7 Sinners is a great heavy metal album. If "Are You Metal?" was written as a response to all those who wondered what the fuck Unarmed was, then the rest of the tracks are Helloween's affirmation that they are, indeed, metal. By the time "Raise the Noise" comes around, the band has decided that restraint is no longer required and they are churning out what is easily the heaviest stuff they've ever done, without compromising their incredible grasp on melody and hooks nor their knack for storytelling. What is frequently overlooked with Helloween's lyrics is how thought-provoking they often are and many of the songs follow the lyrical theme suggested by the album title: avarice and lust. "If A Mountain Could Talk" and "You Stupid Mankind" make telling and topical points about humanity's rapacious wastefulness and "The Sage, the Fool, the Sinner" is a murky little tale about murder and greed.
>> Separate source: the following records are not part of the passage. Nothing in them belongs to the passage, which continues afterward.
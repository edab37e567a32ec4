//! Perceptual brightness correction.
//!
//! The eye does not see LED output linearly, so a linear percentage is mapped
//! through the CIE 1931 lightness curve onto the PWM register's 0..=128 range.

use crate::registers::PWM_MAX;

/// Highest accepted brightness percentage.
pub const MAX_PERCENT: u8 = 100;

/// PWM register value for each brightness percentage 0..=100.
pub const LIGHT_CORRECTION: [u8; MAX_PERCENT as usize + 1] = [
    0x00, 0x01, 0x01, 0x01, 0x01, 0x01, 0x01, 0x01, 0x01, 0x01, 0x01, 0x02, //
    0x02, 0x02, 0x02, 0x02, 0x03, 0x03, 0x03, 0x04, 0x04, 0x04, 0x04, 0x05, //
    0x05, 0x06, 0x06, 0x07, 0x07, 0x07, 0x08, 0x09, 0x09, 0x0A, 0x0A, 0x0B, //
    0x0C, 0x0C, 0x0D, 0x0E, 0x0E, 0x0F, 0x10, 0x11, 0x12, 0x13, 0x14, 0x15, //
    0x15, 0x17, 0x18, 0x19, 0x1A, 0x1B, 0x1C, 0x1D, 0x1F, 0x20, 0x21, 0x23, //
    0x24, 0x25, 0x27, 0x28, 0x2A, 0x2C, 0x2D, 0x2F, 0x31, 0x32, 0x34, 0x36, //
    0x38, 0x3A, 0x3C, 0x3E, 0x40, 0x42, 0x44, 0x46, 0x49, 0x4B, 0x4D, 0x50, //
    0x52, 0x54, 0x57, 0x5A, 0x5C, 0x5F, 0x62, 0x64, 0x67, 0x6A, 0x6D, 0x70, //
    0x73, 0x76, 0x79, 0x7D, PWM_MAX,
];

/// Corrected PWM value for `percent`, or `None` above [`MAX_PERCENT`].
pub const fn correct(percent: u8) -> Option<u8> {
    if percent > MAX_PERCENT {
        None
    } else {
        Some(LIGHT_CORRECTION[percent as usize])
    }
}
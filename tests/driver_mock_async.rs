#![cfg(feature = "async")]

use embassy_futures::block_on;
use embedded_hal::i2c::ErrorKind;
use embedded_hal_mock::eh1::i2c::{Mock as I2cMock, Transaction as I2cTrans};
use ghostlab42_reboot::data_types::{CurrentLimit, Display};
use ghostlab42_reboot::driver::Reboot;
use ghostlab42_reboot::error::Error;

const FOUR: u8 = 0x63;
const SIX: u8 = 0x60;

fn commit(address: u8) -> I2cTrans {
    I2cTrans::write(address, vec![0x0C, 0x00])
}

#[test]
fn init_write_reset_brightness_sequence() {
    let expectations = [
        I2cTrans::write(FOUR, vec![0x0D, 0x0B]),
        I2cTrans::write(SIX, vec![0x0D, 0x0B]),
        I2cTrans::write(FOUR, vec![0x01, 0x77, 0x7C, 0x00, 0x00]),
        commit(FOUR),
        I2cTrans::write(SIX, vec![0xFF, 0x00]),
        I2cTrans::write(SIX, vec![0x0D, 0x0B]),
        I2cTrans::write(SIX, vec![0x19, 0x18]),
    ];
    let mut driver = Reboot::new(I2cMock::new(&expectations));
    block_on(async {
        driver.init_async().await.unwrap();
        driver.write_async(Display::FourDigit, "ab").await.unwrap();
        driver.reset_display_async(Display::SixDigit).await.unwrap();
        driver.set_brightness_async(Display::SixDigit, 50).await.unwrap();
    });
    assert_eq!(driver.current_limit(Display::SixDigit), Some(CurrentLimit::Max20mA));
    driver.free().done();
}

#[test]
fn write_bytes_and_clear_async() {
    let expectations = [
        I2cTrans::write(SIX, vec![0x01, 0x33, 0x27, 0x3C, 0x1E, 0x00, 0x00, 0x00, 0x00]),
        commit(SIX),
        I2cTrans::write(SIX, vec![0x01, 0x00, 0x00, 0x00, 0x00, 0x00, 0x00]),
        commit(SIX),
    ];
    let mut driver = Reboot::new(I2cMock::new(&expectations));
    block_on(async {
        driver.write_bytes_async(Display::SixDigit, b"MW").await.unwrap();
        driver.clear_async(Display::SixDigit).await.unwrap();
    });
    driver.free().done();
}

#[test]
fn power_settings_async() {
    let expectations = [
        I2cTrans::write(FOUR, vec![0x0D, 0x08]),
        I2cTrans::write(FOUR, vec![0x0D, 0x0B]),
        I2cTrans::write(SIX, vec![0x0D, 0x08]),
    ];
    let mut driver = Reboot::new(I2cMock::new(&expectations));
    block_on(async {
        driver.set_power_min_async(Display::FourDigit).await.unwrap();
        assert_eq!(driver.current_limit(Display::FourDigit), Some(CurrentLimit::Min10mA));
        driver.set_power_max_async(Display::FourDigit).await.unwrap();
        driver
            .set_current_limit_async(Display::SixDigit, CurrentLimit::Min10mA)
            .await
            .unwrap();
    });
    assert_eq!(driver.current_limit(Display::FourDigit), Some(CurrentLimit::Max20mA));
    assert_eq!(driver.current_limit(Display::SixDigit), Some(CurrentLimit::Min10mA));
    driver.free().done();
}

#[test]
fn async_errors_match_blocking_behavior() {
    let expectations = [
        I2cTrans::write(FOUR, vec![0x01, 0x3F, 0x00, 0x00, 0x00]).with_error(ErrorKind::Other),
        I2cTrans::write(SIX, vec![0xFF, 0x00]).with_error(ErrorKind::Other),
    ];
    let mut driver = Reboot::new(I2cMock::new(&expectations));
    block_on(async {
        let err = driver.write_async(Display::FourDigit, "0").await.unwrap_err();
        assert!(matches!(err, Error::I2c(ErrorKind::Other)));
        let err = driver.reset_display_async(Display::SixDigit).await.unwrap_err();
        assert!(matches!(err, Error::I2c(ErrorKind::Other)));
        assert!(matches!(
            driver.set_brightness_async(Display::SixDigit, 101).await,
            Err(Error::OutOfRange)
        ));
    });
    assert_eq!(driver.current_limit(Display::SixDigit), None);
    driver.free().done();
}
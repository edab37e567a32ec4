//! GhostLab42 Reboot display driver
//!
//! Drives the Reboot board set: a 4-digit and a 6-digit seven-segment display,
//! each behind an IS31FL3730 on a shared I2C bus. Text is encoded through a
//! fixed glyph table, brightness through a CIE 1931 correction table, and every
//! data write is staged and then latched with an Update Column write.
//! `no_std`, optional async (`async` feature) and `defmt` support.

#![no_std]

#[macro_use]
mod fmt;

pub mod brightness;
pub mod data_types;
pub mod driver;
pub mod error;
pub mod font;
pub mod registers;
pub mod transaction;

pub use data_types::{CurrentLimit, Display, Glyph};
pub use driver::Reboot;
pub use error::Error;
pub use font::glyph_of;
pub use transaction::resolve_address;
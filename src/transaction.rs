//! One addressed write on the bus: START, address, queued bytes, STOP.

use crate::data_types::{Display, Glyph};

/// Register index plus six double-width glyphs.
pub const MAX_FRAME_LEN: usize = 1 + 2 * crate::registers::SIX_DIGIT_COUNT;

/// Default bus address for a display: 0x63 for the 4-digit unit, 0x60 otherwise.
pub const fn resolve_address(display: Display) -> u8 {
    display.address()
}

/// Bytes queued for a single device. Opened by [`Transaction::begin`], consumed
/// by [`Transaction::end`], so at most one is ever in flight per operation.
#[derive(Debug)]
pub(crate) struct Transaction {
    address: u8,
    buf: [u8; MAX_FRAME_LEN],
    len: usize,
}

impl Transaction {
    /// Open a transaction addressed to `address`.
    pub fn begin(address: u8) -> Self {
        Self {
            address,
            buf: [0u8; MAX_FRAME_LEN],
            len: 0,
        }
    }

    /// Open a transaction starting with a register index.
    pub fn register(address: u8, reg: u8) -> Self {
        let mut tx = Self::begin(address);
        tx.push(reg);
        tx
    }

    /// Queue one byte. Returns `false`, queuing nothing, once the frame holds
    /// [`MAX_FRAME_LEN`] bytes.
    pub fn push(&mut self, byte: u8) -> bool {
        match self.buf.get_mut(self.len) {
            Some(slot) => {
                *slot = byte;
                self.len += 1;
                true
            }
            None => false,
        }
    }

    /// Queue the segment bytes of a glyph. A glyph that does not fit is not
    /// queued at all and `false` is returned.
    pub fn push_glyph(&mut self, glyph: Glyph) -> bool {
        if self.len + glyph.width() > MAX_FRAME_LEN {
            return false;
        }
        self.len += glyph.encode(&mut self.buf[self.len..]);
        true
    }

    /// Bytes queued so far, in issuance order.
    pub fn bytes(&self) -> &[u8] {
        &self.buf[..self.len]
    }

    /// Deliver the queued bytes as one write and close the transaction.
    pub fn end<I2C>(self, i2c: &mut I2C) -> Result<(), I2C::Error>
    where
        I2C: embedded_hal::i2c::I2c,
    {
        trace!("i2c {=u8:#x} <- {=[u8]:x}", self.address, self.bytes());
        i2c.write(self.address, self.bytes()).inspect_err(|_| {
            warn!("i2c write to {=u8:#x} failed", self.address);
        })
    }

    /// Async version of [`Transaction::end`].
    #[cfg(feature = "async")]
    pub async fn end_async<I2C>(self, i2c: &mut I2C) -> Result<(), I2C::Error>
    where
        I2C: embedded_hal_async::i2c::I2c,
    {
        trace!("i2c {=u8:#x} <- {=[u8]:x}", self.address, self.bytes());
        i2c.write(self.address, self.bytes()).await.inspect_err(|_| {
            warn!("i2c write to {=u8:#x} failed", self.address);
        })
    }
}
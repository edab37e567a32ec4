//! Character glyph table (gfedcba, decimal point on bit 7).
//!
//! Letters are case-insensitive. Some letters share a shape with a digit or
//! another letter (`O`/`0`, `S`/`5`, `I`/`1`, `Z`/`2`, `U`/`V`, `H`/`K`/`X`);
//! seven segments only go so far.

use crate::data_types::Glyph;

/// Segment pattern for a character. Unsupported characters are blank.
pub const fn glyph_of(c: char) -> Glyph {
    use Glyph::{Double, Single};

    match c.to_ascii_uppercase() {
        '0' => Single(0x3F),
        '1' => Single(0x06),
        '2' => Single(0x5B),
        '3' => Single(0x4F),
        '4' => Single(0x66),
        '5' => Single(0x6D),
        '6' => Single(0x7D),
        '7' => Single(0x07),
        '8' => Single(0x7F),
        '9' => Single(0x6F),

        'A' => Single(0x77),
        'B' => Single(0x7C),
        'C' => Single(0x39),
        'D' => Single(0x5E),
        'E' => Single(0x79),
        'F' => Single(0x71),
        'G' => Single(0x3D),
        'H' => Single(0x76),
        'I' => Single(0x06),
        'J' => Single(0x1E),
        'K' => Single(0x76),
        'L' => Single(0x38),
        'M' => Double(0x33, 0x27),
        'N' => Single(0x54),
        'O' => Single(0x3F),
        'P' => Single(0x73),
        'Q' => Single(0x67),
        'R' => Single(0x50),
        'S' => Single(0x6D),
        'T' => Single(0x78),
        'U' => Single(0x3E),
        'V' => Single(0x3E),
        'W' => Double(0x3C, 0x1E),
        'X' => Single(0x76),
        'Y' => Single(0x6E),
        'Z' => Single(0x5B),

        '?' => Single(0xA3),
        '!' => Single(0x82),
        '-' => Single(0x40),

        _ => Glyph::BLANK,
    }
}

/// Glyph for a raw ASCII byte. Bytes above 0x7F are blank.
pub const fn glyph_of_byte(b: u8) -> Glyph {
    if b.is_ascii() {
        glyph_of(b as char)
    } else {
        Glyph::BLANK
    }
}
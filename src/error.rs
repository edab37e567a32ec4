//! Error definitions for the Reboot driver.

#[cfg_attr(feature = "defmt", derive(defmt::Format))]
#[derive(Debug)]
pub enum Error<I2cError> {
    /// Underlying I2C transaction failed (NACK, arbitration loss, bus error).
    I2c(I2cError),
    /// Brightness percentage above 100.
    OutOfRange,
}

impl<I2cError: core::fmt::Debug> core::fmt::Display for Error<I2cError> {
    fn fmt(&self, f: &mut core::fmt::Formatter<'_>) -> core::fmt::Result {
        match self {
            Error::I2c(e) => write!(f, "I2C error: {:?}", e),
            Error::OutOfRange => write!(f, "brightness out of range (0-100)"),
        }
    }
}
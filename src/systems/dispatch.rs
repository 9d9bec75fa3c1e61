//! Dispatch engine: commits resources to a mission and freezes its economics.

use std::fmt;

use chrono::{DateTime, Duration, Utc};
use tracing::info;

use crate::content::catalog::{Catalog, Mission, UpgradeEffect};
use crate::simulation::config::EngineConfig;
use crate::simulation::mission::ActiveMission;
use crate::simulation::profile::Profile;
use crate::systems::economy;

/// Why a dispatch was refused. Surfaced to the caller as a value; the
/// presentation layer decides the wording shown to the player.
#[derive(Debug, Clone, PartialEq, Eq)]
pub enum DispatchBlock {
    /// The dispatch center has nobody on duty.
    NoDispatcher,
    /// Station level below the mission's minimum.
    StationLevel { required: u32 },
    /// Not enough ready vehicles of a required type.
    Vehicles { vehicle_type: String, needed: u32 },
    /// Not enough ready staff of a required type.
    Staff { staff_type: String, needed: u32 },
}

impl fmt::Display for DispatchBlock {
    fn fmt(&self, f: &mut fmt::Formatter<'_>) -> fmt::Result {
        match self {
            DispatchBlock::NoDispatcher => {
                write!(f, "dispatch center requires a dispatcher on duty")
            }
            DispatchBlock::StationLevel { required } => {
                write!(f, "requires station level {}", required)
            }
            DispatchBlock::Vehicles {
                vehicle_type,
                needed,
            } => write!(f, "need {} available {} vehicle(s)", needed, vehicle_type),
            DispatchBlock::Staff { staff_type, needed } => {
                write!(f, "need {} available {} staff", needed, staff_type)
            }
        }
    }
}

/// Result of a successful dispatch: the frozen mission record plus the ledger
/// delta (negative; the cost is paid upfront and never refunded).
#[derive(Debug, Clone)]
pub struct DispatchOutcome {
    pub mission: ActiveMission,
    pub balance_change: i64,
}

/// Dispatchers currently on duty and off cooldown.
pub fn available_dispatcher_count(
    config: &EngineConfig,
    profile: &mut Profile,
    now: DateTime<Utc>,
) -> u32 {
    profile.available_staff_count(&config.dispatcher_staff_id, now)
}

pub fn has_active_dispatcher(
    config: &EngineConfig,
    profile: &mut Profile,
    now: DateTime<Utc>,
) -> bool {
    available_dispatcher_count(config, profile, now) > 0
}

/// Concurrent-dispatch capacity: the base table count, raised to at least the
/// number of dispatchers on duty, plus flat capacity-upgrade bonuses. Never
/// below one.
pub fn dispatch_table_count(
    config: &EngineConfig,
    catalog: &Catalog,
    profile: &mut Profile,
    now: DateTime<Utc>,
) -> u32 {
    let mut tables = config
        .base_dispatch_slots
        .max(available_dispatcher_count(config, profile, now));

    for upgrade_id in profile.owned_upgrades.iter() {
        if let Some(upgrade) = catalog.upgrade(upgrade_id) {
            if upgrade.effect_type == UpgradeEffect::DispatchCapacity {
                tables += upgrade.effect_value as u32;
            }
        }
    }

    tables.max(1)
}

/// Tables currently free for more work; zero whenever nobody is at the desk.
pub fn free_dispatch_slots(
    config: &EngineConfig,
    catalog: &Catalog,
    profile: &mut Profile,
    now: DateTime<Utc>,
) -> u32 {
    if !has_active_dispatcher(config, profile, now) {
        return 0;
    }
    let tables = dispatch_table_count(config, catalog, profile, now);
    tables.saturating_sub(profile.active_missions.len() as u32)
}

/// Checks every dispatch precondition, failing closed with the first reason
/// that applies.
pub fn can_dispatch(
    config: &EngineConfig,
    catalog: &Catalog,
    profile: &mut Profile,
    mission: &Mission,
    now: DateTime<Utc>,
) -> Result<(), DispatchBlock> {
    if !has_active_dispatcher(config, profile, now) {
        return Err(DispatchBlock::NoDispatcher);
    }

    if profile.station_level < mission.min_station_level {
        return Err(DispatchBlock::StationLevel {
            required: mission.min_station_level,
        });
    }

    for (vehicle_type, needed) in mission.vehicle_requirements() {
        let mut available = 0;
        for vehicle in catalog.vehicles.values() {
            if vehicle.vehicle_type == vehicle_type {
                available += profile.available_vehicle_count(&vehicle.id, now);
            }
        }
        if available < needed {
            return Err(DispatchBlock::Vehicles {
                vehicle_type,
                needed,
            });
        }
    }

    for (staff_type, needed) in mission.staff_requirements() {
        let mut available = 0;
        for staff in catalog.staff.values() {
            if staff.staff_type == staff_type {
                available += profile.available_staff_count(&staff.id, now);
            }
        }
        if available < needed {
            return Err(DispatchBlock::Staff { staff_type, needed });
        }
    }

    Ok(())
}

/// Executes a dispatch: freezes cost, reward and success chance into a new
/// [`ActiveMission`], walks the requirements again to put the consumed units
/// on cooldown (each unit's cooldown comes from its own catalog entry), and
/// pays the operating cost into lifetime expenses.
///
/// Dispatch never consumes inventory, only availability.
pub fn dispatch_mission(
    config: &EngineConfig,
    catalog: &Catalog,
    profile: &mut Profile,
    mission: &Mission,
    now: DateTime<Utc>,
) -> Result<DispatchOutcome, DispatchBlock> {
    can_dispatch(config, catalog, profile, mission, now)?;

    let costs = economy::operating_costs(config, catalog, profile, mission);
    let success_chance = economy::success_chance(config, catalog, profile, mission, now);
    let reward = economy::mission_reward(config, catalog, profile, mission);

    for (vehicle_type, quantity) in mission.vehicle_requirements() {
        let mut needed = quantity;
        for vehicle in catalog.vehicles.values() {
            if vehicle.vehicle_type != vehicle_type {
                continue;
            }
            if needed == 0 {
                break;
            }
            let available = profile.available_vehicle_count(&vehicle.id, now);
            if available == 0 {
                continue;
            }
            let assign = needed.min(available);
            let cooldown_end = now + Duration::minutes(vehicle.cooldown_minutes);
            profile.allocate_vehicles(&vehicle.id, assign, cooldown_end, now);
            needed -= assign;
        }
    }

    for (staff_type, quantity) in mission.staff_requirements() {
        let mut needed = quantity;
        for staff in catalog.staff.values() {
            if staff.staff_type != staff_type {
                continue;
            }
            if needed == 0 {
                break;
            }
            let available = profile.available_staff_count(&staff.id, now);
            if available == 0 {
                continue;
            }
            let assign = needed.min(available);
            let cooldown_end = now + Duration::minutes(staff.cooldown_minutes);
            profile.allocate_staff(&staff.id, assign, cooldown_end, now);
            needed -= assign;
        }
    }

    let active = ActiveMission {
        mission_id: mission.id.clone(),
        name: mission.name.clone(),
        dispatched_at: now,
        ends_at: now + Duration::minutes(mission.base_duration_minutes),
        operating_cost: costs.total,
        potential_reward: reward,
        success_chance,
        heat_change: mission.heat_change,
        reputation_success: mission.reputation_change_success,
        reputation_failure: mission.reputation_change_failure,
    };
    profile.add_active_mission(active.clone());
    profile.stats.expenses_paid += costs.total;

    info!(
        target: "precinct.dispatch",
        user_id = profile.user_id,
        mission_id = %mission.id,
        cost = costs.total,
        reward,
        success_chance,
        "units dispatched"
    );

    Ok(DispatchOutcome {
        mission: active,
        balance_change: -costs.total,
    })
}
They haven't forgotten their quirky side (the aforementioned flute solo) or their past (the shadow of "Perfect Gentleman" in the intro to "Who is Mr Madman?") either, nor the classic power metal they're best known for ("Long Live the King") and the final track hints at a darkness in tone and style that's rare for them. Andi Deris shines, but here it's hard to find to someone who doesn't. The drums are massive, the riffs and solos are huge and the song-writing and hooks are as strong as you'd expect from a band who are masters of the game.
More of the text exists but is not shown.